Collected data entries

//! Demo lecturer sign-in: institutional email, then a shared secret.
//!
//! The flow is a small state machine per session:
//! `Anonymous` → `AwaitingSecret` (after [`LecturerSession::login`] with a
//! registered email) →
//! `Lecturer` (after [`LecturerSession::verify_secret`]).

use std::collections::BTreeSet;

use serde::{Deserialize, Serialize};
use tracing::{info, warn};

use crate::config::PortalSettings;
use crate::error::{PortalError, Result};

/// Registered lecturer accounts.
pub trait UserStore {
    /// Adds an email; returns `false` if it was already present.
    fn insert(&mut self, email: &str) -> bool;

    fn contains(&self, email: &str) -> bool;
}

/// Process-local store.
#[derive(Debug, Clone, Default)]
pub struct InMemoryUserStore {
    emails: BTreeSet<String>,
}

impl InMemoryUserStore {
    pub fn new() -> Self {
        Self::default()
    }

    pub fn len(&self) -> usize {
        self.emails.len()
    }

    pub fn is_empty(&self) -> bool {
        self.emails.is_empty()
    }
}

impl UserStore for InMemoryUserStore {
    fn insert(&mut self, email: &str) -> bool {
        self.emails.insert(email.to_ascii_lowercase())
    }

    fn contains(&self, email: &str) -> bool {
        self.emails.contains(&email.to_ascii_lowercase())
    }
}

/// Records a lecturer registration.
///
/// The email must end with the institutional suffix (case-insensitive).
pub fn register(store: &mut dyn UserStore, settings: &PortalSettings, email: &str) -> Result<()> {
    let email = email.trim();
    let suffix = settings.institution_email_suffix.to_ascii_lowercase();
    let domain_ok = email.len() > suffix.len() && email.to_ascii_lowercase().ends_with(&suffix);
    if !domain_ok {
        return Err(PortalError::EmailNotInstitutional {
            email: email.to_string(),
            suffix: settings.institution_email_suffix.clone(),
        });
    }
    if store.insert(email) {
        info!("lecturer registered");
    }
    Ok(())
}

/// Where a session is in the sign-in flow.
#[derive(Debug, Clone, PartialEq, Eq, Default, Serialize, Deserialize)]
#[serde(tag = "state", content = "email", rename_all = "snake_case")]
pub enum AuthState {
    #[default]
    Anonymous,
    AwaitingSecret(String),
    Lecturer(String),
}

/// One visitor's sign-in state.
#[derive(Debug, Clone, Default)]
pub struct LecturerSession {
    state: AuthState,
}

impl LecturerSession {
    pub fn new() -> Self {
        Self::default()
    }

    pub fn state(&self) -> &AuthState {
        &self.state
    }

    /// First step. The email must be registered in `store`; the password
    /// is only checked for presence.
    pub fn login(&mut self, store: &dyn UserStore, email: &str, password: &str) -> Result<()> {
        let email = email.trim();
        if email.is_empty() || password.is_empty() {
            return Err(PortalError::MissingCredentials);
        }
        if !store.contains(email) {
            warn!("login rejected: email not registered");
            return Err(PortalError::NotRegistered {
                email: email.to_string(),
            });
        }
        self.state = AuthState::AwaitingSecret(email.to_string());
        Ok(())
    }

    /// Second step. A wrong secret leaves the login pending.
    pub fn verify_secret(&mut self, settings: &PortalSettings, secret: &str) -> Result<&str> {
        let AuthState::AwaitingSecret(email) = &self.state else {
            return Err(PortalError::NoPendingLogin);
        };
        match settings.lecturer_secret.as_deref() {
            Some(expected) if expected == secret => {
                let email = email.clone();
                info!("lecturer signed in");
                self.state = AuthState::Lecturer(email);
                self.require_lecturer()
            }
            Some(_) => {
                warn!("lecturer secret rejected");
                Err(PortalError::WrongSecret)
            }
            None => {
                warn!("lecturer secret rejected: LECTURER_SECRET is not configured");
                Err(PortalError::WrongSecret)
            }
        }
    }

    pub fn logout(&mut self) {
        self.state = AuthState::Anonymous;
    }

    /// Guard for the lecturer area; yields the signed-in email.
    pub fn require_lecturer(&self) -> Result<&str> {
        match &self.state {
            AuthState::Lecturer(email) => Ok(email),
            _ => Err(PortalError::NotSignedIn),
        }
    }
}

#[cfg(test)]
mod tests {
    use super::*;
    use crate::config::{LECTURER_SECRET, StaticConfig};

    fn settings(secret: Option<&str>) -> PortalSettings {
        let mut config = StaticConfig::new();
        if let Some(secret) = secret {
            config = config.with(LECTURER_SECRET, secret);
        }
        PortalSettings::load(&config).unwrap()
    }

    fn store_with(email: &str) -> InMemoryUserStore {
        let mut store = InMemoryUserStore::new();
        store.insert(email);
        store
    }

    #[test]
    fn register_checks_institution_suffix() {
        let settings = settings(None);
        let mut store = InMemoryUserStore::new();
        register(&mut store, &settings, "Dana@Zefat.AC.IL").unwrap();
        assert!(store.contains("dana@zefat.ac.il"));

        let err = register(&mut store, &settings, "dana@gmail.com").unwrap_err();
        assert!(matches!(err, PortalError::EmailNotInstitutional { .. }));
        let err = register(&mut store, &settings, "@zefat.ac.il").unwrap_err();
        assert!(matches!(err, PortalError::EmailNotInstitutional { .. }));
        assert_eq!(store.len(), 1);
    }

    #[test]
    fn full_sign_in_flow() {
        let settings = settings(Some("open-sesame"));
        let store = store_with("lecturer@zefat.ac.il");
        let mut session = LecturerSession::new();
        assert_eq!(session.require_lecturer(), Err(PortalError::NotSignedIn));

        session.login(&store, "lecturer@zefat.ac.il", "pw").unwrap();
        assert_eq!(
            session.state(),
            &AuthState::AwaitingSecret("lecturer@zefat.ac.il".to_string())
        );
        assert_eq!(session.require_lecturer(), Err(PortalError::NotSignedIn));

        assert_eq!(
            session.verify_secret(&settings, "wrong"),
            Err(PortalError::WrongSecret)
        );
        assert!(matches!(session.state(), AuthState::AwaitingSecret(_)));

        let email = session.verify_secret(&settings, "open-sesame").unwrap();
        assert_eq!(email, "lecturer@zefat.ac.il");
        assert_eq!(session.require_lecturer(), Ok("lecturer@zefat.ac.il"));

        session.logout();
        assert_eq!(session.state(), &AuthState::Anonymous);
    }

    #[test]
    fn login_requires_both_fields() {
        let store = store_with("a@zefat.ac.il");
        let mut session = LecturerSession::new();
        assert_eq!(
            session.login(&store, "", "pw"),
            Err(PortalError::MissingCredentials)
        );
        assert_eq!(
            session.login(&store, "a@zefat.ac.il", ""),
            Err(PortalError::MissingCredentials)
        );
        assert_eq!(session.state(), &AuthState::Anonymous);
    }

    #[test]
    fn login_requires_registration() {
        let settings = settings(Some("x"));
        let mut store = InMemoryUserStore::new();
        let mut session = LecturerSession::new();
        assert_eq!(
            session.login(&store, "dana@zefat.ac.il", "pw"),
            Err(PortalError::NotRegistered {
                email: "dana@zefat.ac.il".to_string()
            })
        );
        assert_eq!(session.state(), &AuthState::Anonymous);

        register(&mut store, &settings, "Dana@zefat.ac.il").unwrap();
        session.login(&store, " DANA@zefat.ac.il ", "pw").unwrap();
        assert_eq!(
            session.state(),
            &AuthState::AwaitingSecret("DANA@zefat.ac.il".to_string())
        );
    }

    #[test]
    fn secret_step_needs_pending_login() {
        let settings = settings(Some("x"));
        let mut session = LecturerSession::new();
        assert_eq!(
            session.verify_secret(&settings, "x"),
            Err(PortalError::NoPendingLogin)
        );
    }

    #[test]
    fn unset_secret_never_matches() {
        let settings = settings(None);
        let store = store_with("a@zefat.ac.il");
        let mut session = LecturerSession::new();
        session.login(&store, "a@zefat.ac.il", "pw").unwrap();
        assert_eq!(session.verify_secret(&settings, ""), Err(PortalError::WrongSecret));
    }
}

--

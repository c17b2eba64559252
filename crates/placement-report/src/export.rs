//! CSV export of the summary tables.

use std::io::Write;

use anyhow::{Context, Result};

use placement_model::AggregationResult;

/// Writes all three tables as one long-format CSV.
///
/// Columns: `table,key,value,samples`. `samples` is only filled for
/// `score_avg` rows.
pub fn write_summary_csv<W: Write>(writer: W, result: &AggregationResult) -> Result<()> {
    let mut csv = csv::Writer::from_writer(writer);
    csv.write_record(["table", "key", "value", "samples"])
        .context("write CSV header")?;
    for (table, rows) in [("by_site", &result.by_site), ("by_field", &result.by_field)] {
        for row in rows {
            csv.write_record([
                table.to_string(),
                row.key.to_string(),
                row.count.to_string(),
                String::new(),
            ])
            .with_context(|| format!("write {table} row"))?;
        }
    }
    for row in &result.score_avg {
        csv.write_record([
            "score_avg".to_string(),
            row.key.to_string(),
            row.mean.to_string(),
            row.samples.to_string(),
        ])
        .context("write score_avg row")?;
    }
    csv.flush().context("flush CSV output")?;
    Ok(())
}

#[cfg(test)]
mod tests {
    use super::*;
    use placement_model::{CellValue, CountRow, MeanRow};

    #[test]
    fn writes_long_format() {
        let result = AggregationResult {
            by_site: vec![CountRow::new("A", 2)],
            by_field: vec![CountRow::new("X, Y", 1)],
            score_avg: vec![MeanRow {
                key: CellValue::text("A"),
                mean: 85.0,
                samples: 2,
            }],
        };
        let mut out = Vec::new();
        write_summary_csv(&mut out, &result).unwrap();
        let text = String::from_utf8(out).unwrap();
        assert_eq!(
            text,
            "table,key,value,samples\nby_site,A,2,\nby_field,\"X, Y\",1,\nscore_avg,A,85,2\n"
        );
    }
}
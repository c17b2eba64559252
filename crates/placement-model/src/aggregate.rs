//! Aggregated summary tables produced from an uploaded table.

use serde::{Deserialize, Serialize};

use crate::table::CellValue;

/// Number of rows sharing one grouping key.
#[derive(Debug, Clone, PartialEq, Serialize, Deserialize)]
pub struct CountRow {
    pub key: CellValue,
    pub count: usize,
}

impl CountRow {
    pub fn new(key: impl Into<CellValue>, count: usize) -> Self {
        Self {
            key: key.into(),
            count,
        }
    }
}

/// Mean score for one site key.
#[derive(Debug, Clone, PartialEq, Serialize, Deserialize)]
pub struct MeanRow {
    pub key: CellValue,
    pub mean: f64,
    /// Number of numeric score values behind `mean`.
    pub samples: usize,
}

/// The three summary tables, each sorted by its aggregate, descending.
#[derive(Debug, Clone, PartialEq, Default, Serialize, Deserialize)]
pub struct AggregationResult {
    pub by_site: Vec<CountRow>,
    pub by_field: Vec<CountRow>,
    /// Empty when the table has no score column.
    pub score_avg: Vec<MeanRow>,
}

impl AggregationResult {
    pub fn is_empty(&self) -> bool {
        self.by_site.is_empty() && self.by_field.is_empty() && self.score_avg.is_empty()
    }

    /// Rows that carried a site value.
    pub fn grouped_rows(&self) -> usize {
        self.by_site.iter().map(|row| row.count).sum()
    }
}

◆ WHAT YOU HAVE TO DO: Scanning the data above, count the lines in which the string "warn" occurs and state only the count.

◆ SOLUTION: 4